25 biopsies from 21 patients were identified from 5 institutions. The cases were subclassified into two groups: 1) patients without known underlying medical conditions (idiopathic, n=12) and 2) patients with significant gastrointestinal disease or cirrhosis from various etiologies (GI, n=9). The idiopathic group consisted of 9 men and 3 women, with a median age of 38 (range 11-68) years, who typically presented with nephrotic range proteinuria, hematuria, mild renal insufficiency, normal lupus serologies and serum complement levels, and no history of bacterial infection. At a median time of 3 years, 7 had available follow-up. Two progressed to end stage kidney disease, one of whom had recurrent IgA dominant glomerulonephritis in the allograft less than one year post transplant; two had persistent disease with increasing chronic features on repeat biopsy, and three had persistent renal insufficiency and/or proteinuria.
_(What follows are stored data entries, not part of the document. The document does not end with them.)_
//! Hook event log I/O.
//!
//! The log is a JSON Lines file appended to by Claude Code hooks — processes
//! entirely outside this daemon's control. The daemon treats it as an
//! untrusted input source: an absent file means no events, malformed lines
//! are skipped on read, and nothing here assumes the file only ever grows.
//!
//! Compaction bounds the file: past a threshold the most recent entries are
//! kept and the file is atomically replaced (temp write + fsync + rename),
//! so an external writer appending mid-compaction lands wholly before or
//! wholly after the swap, never inside a torn write. Retained lines are
//! preserved byte-for-byte — the compactor does not re-serialize content it
//! did not write.

use std::fs::{self, File, OpenOptions};
use std::io::Write;
use std::path::Path;
use std::time::SystemTime;

use chrono::{DateTime, Utc};
use serde::{Deserialize, Serialize};
use thiserror::Error;
use tracing::{debug, warn};

use crate::HookEventKind;

/// One entry of the hook event log.
#[derive(Debug, Clone, PartialEq, Serialize, Deserialize)]
#[serde(rename_all = "camelCase")]
pub struct HookEvent {
    /// Working directory the hook fired in.
    pub project_path: std::path::PathBuf,
    /// Event kind.
    pub kind: HookEventKind,
    /// When the hook fired (UTC).
    pub timestamp: DateTime<Utc>,
}

/// Errors from log maintenance operations.
#[derive(Debug, Error)]
pub enum HookLogError {
    /// Reading or writing the log file failed.
    #[error("hook log I/O failed at {path}")]
    Io {
        /// Affected path.
        path: std::path::PathBuf,
        /// Underlying error.
        #[source]
        source: std::io::Error,
    },

    /// An event could not be serialized for appending.
    #[error("failed to encode hook event: {0}")]
    Encode(#[from] serde_json::Error),
}

fn io_err(path: &Path, source: std::io::Error) -> HookLogError {
    HookLogError::Io {
        path: path.to_path_buf(),
        source,
    }
}

/// Parse all events from the log.
///
/// An absent file is equivalent to no events. Malformed lines are skipped
/// with a warning; one bad writer must not blind the tracker.
pub fn read_events(path: &Path) -> Vec<HookEvent> {
    let content = match fs::read_to_string(path) {
        Ok(content) => content,
        Err(e) if e.kind() == std::io::ErrorKind::NotFound => return Vec::new(),
        Err(e) => {
            warn!(path = %path.display(), error = %e, "failed to read hook log");
            return Vec::new();
        }
    };

    let mut events = Vec::new();
    for (line_no, line) in content.lines().enumerate() {
        let line = line.trim();
        if line.is_empty() {
            continue;
        }
        match serde_json::from_str::<HookEvent>(line) {
            Ok(event) => events.push(event),
            Err(e) => {
                warn!(line = line_no + 1, error = %e, "skipping malformed hook log line");
            }
        }
    }
    events
}

/// Append one event to the log, creating the file and its directory if
/// needed. Used by the `cmon hook` command invoked from Claude Code hooks.
pub fn append_event(path: &Path, event: &HookEvent) -> Result<(), HookLogError> {
    if let Some(parent) = path.parent() {
        fs::create_dir_all(parent).map_err(|e| io_err(parent, e))?;
    }

    let mut line = serde_json::to_string(event)?;
    line.push('\n');

    let mut file = OpenOptions::new()
        .create(true)
        .append(true)
        .open(path)
        .map_err(|e| io_err(path, e))?;
    file.write_all(line.as_bytes()).map_err(|e| io_err(path, e))
}

/// The log's modification time, if the file exists.
pub fn modified_time(path: &Path) -> Option<SystemTime> {
    fs::metadata(path).and_then(|m| m.modified()).ok()
}

/// Compact the log when it has grown past `threshold` entries, retaining
/// only the most recent `retain` lines.
///
/// Works on a snapshot of the file content and swaps the replacement in
/// atomically. Returns `Ok(true)` when a rewrite happened.
pub fn compact(path: &Path, threshold: usize, retain: usize) -> Result<bool, HookLogError> {
    let content = match fs::read_to_string(path) {
        Ok(content) => content,
        Err(e) if e.kind() == std::io::ErrorKind::NotFound => return Ok(false),
        Err(e) => return Err(io_err(path, e)),
    };

    let lines: Vec<&str> = content.lines().filter(|l| !l.trim().is_empty()).collect();
    if lines.len() <= threshold {
        return Ok(false);
    }

    let tail = &lines[lines.len() - retain..];
    let mut replacement = tail.join("\n");
    replacement.push('\n');

    let timestamp = Utc::now().format("%Y%m%d-%H%M%S%f");
    let temp_path = path.with_file_name(format!(
        ".{}.tmp.{}",
        path.file_name()
            .map(|n| n.to_string_lossy().into_owned())
            .unwrap_or_else(|| "hook_log".to_string()),
        timestamp
    ));

    fs::write(&temp_path, &replacement).map_err(|e| io_err(&temp_path, e))?;

    // Fsync before the rename so the swap never exposes a short file.
    let file = File::open(&temp_path).map_err(|e| io_err(&temp_path, e))?;
    file.sync_all().map_err(|e| io_err(&temp_path, e))?;

    fs::rename(&temp_path, path).map_err(|e| io_err(path, e))?;

    debug!(
        removed = lines.len() - retain,
        kept = retain,
        "compacted hook log"
    );
    Ok(true)
}
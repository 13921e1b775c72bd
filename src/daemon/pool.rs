//! Bounded subprocess pool with event-based completion signaling.
//!
//! The pool caps how many external commands run at once via an owned-permit
//! semaphore; a permit is held by the worker task for the lifetime of the
//! command and released by drop on every exit path (success, failure,
//! timeout, cancellation), so repeated timeouts cannot leak worker slots.
//!
//! Completion is signaled exactly once per task through a oneshot channel —
//! callers `await` the [`TaskHandle`], they never poll. A caller-side wait
//! timeout abandons the task: the worker's eventual send lands in a closed
//! channel and is discarded, and the child process itself is bounded by a
//! hard in-worker timeout (`kill_on_drop` reaps it).

use std::process::Stdio;
use std::sync::Arc;
use std::time::Duration;

use thiserror::Error;
use tokio::sync::{oneshot, Semaphore};
use tracing::{debug, warn};

/// A command to execute: program plus arguments.
///
/// The program is resolved via `PATH`; the pool augments `PATH` with the
/// well-known bin directories that GUI/launchd environments strip.
#[derive(Debug, Clone, PartialEq, Eq)]
pub struct CommandSpec {
    /// Program name or absolute path.
    pub program: String,
    /// Arguments passed verbatim.
    pub args: Vec<String>,
}

impl CommandSpec {
    /// Convenience constructor.
    pub fn new(program: impl Into<String>, args: Vec<String>) -> Self {
        Self {
            program: program.into(),
            args,
        }
    }
}

/// Captured result of a finished command.
#[derive(Debug, Clone)]
pub struct ExecOutcome {
    /// Exit code, `None` when the process was terminated by a signal.
    pub status: Option<i32>,
    /// Captured standard output.
    pub stdout: String,
    /// Captured standard error.
    pub stderr: String,
}

impl ExecOutcome {
    /// True when the command exited with status 0.
    pub fn success(&self) -> bool {
        self.status == Some(0)
    }
}

/// Errors surfaced by pool execution.
#[derive(Debug, Error)]
pub enum PoolError {
    /// The pool was configured with zero workers.
    #[error("subprocess pool needs at least one worker")]
    NoWorkers,

    /// The caller's wait timed out; the task was abandoned.
    #[error("task timed out after {0:?}")]
    WaitTimeout(Duration),

    /// The command ran past its hard timeout and was killed.
    #[error("command killed after exceeding {0:?}")]
    CommandTimeout(Duration),

    /// The command could not be spawned at all.
    #[error("failed to spawn {program}")]
    Spawn {
        /// Program that failed to start.
        program: String,
        /// Underlying I/O error.
        #[source]
        source: std::io::Error,
    },

    /// The worker task vanished without signaling completion.
    #[error("worker dropped before signaling completion")]
    WorkerGone,
}

/// Handle to a submitted task. Await [`TaskHandle::wait`] for the result.
pub struct TaskHandle {
    rx: oneshot::Receiver<Result<ExecOutcome, PoolError>>,
}

impl TaskHandle {
    /// Wait for the task to complete, up to `timeout`.
    ///
    /// On timeout the task is abandoned: the worker keeps its slot until
    /// its own hard timeout fires, then releases it; whatever it produces
    /// is discarded.
    pub async fn wait(self, timeout: Duration) -> Result<ExecOutcome, PoolError> {
        match tokio::time::timeout(timeout, self.rx).await {
            Ok(Ok(result)) => result,
            Ok(Err(_)) => Err(PoolError::WorkerGone),
            Err(_) => Err(PoolError::WaitTimeout(timeout)),
        }
    }
}

/// Bounded-concurrency subprocess executor.
///
/// Cloning is cheap; clones share the same worker slots.
#[derive(Clone, Debug)]
pub struct SubprocessPool {
    slots: Arc<Semaphore>,
    command_timeout: Duration,
}

impl SubprocessPool {
    /// Create a pool with `max_workers` concurrent slots and a hard
    /// per-command timeout.
    ///
    /// Failing to create the pool is a startup-fatal condition for the
    /// daemon, so this is the only constructor and it validates its input.
    pub fn new(max_workers: usize, command_timeout: Duration) -> Result<Self, PoolError> {
        if max_workers == 0 {
            return Err(PoolError::NoWorkers);
        }
        Ok(Self {
            slots: Arc::new(Semaphore::new(max_workers)),
            command_timeout,
        })
    }

    /// Submit a command for execution.
    ///
    /// Returns immediately; the command starts once a worker slot frees up.
    /// Safe to call concurrently from multiple tasks.
    pub fn submit(&self, spec: CommandSpec) -> TaskHandle {
        let (tx, rx) = oneshot::channel();
        let slots = Arc::clone(&self.slots);
        let hard_timeout = self.command_timeout;

        tokio::spawn(async move {
            // Slot held for the whole command; released by drop on every path.
            let _permit = match slots.acquire_owned().await {
                Ok(permit) => permit,
                // Semaphore closed: pool torn down, nothing to signal into.
                Err(_) => return,
            };

            let result = run_command(&spec, hard_timeout).await;
            if tx.send(result).is_err() {
                // Caller abandoned the task (wait timeout); result discarded.
                debug!(program = %spec.program, "discarding result of abandoned task");
            }
        });

        TaskHandle { rx }
    }
}

/// Execute one command with a hard timeout, capturing stdout/stderr.
async fn run_command(spec: &CommandSpec, hard_timeout: Duration) -> Result<ExecOutcome, PoolError> {
    let mut cmd = tokio::process::Command::new(&spec.program);
    cmd.args(&spec.args)
        .env("PATH", augmented_path())
        .stdin(Stdio::null())
        .stdout(Stdio::piped())
        .stderr(Stdio::piped())
        .kill_on_drop(true);

    let output = match tokio::time::timeout(hard_timeout, cmd.output()).await {
        Ok(Ok(output)) => output,
        Ok(Err(e)) => {
            return Err(PoolError::Spawn {
                program: spec.program.clone(),
                source: e,
            })
        }
        Err(_) => {
            // Dropping the output future kills the child (kill_on_drop).
            warn!(program = %spec.program, timeout = ?hard_timeout, "command exceeded hard timeout");
            return Err(PoolError::CommandTimeout(hard_timeout));
        }
    };

    Ok(ExecOutcome {
        status: output.status.code(),
        stdout: String::from_utf8_lossy(&output.stdout).into_owned(),
        stderr: String::from_utf8_lossy(&output.stderr).into_owned(),
    })
}

/// `PATH` with the well-known bin directories prepended.
///
/// Daemons launched from launchd or cron get a minimal `PATH` that misses
/// Homebrew and node installs; the usage command usually lives there.
fn augmented_path() -> String {
    let mut parts = vec![
        "/usr/local/bin".to_string(),
        "/usr/bin".to_string(),
        "/bin".to_string(),
        "/opt/homebrew/bin".to_string(),
    ];
    if let Ok(current) = std::env::var("PATH") {
        for p in current.split(':') {
            if !p.is_empty() && !parts.iter().any(|existing| existing == p) {
                parts.push(p.to_string());
            }
        }
    }
    parts.join(":")
}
From the GI group, follow up was available for 7 patients. At a median time of 2 months after biopsy (range 9 days – 13 months), 6 died and the 7th became dialysis dependent.

Conclusion

IgA dominant MPGN represents a rare but distinct pathologic entity that occurs as an idiopathic form or in association with significant gastrointestinal disease or cirrhosis. The idiopathic form has a poor prognosis, with persistent or progressive disease despite immunosuppressive therapy and recurrence post-transplant. The GI-associated form is associated with death or renal failure within a year of biopsy due to underlying complex medical conditions. Recognition of IgA dominant MPGN may help better define prognostic factors and therapeutic interventions.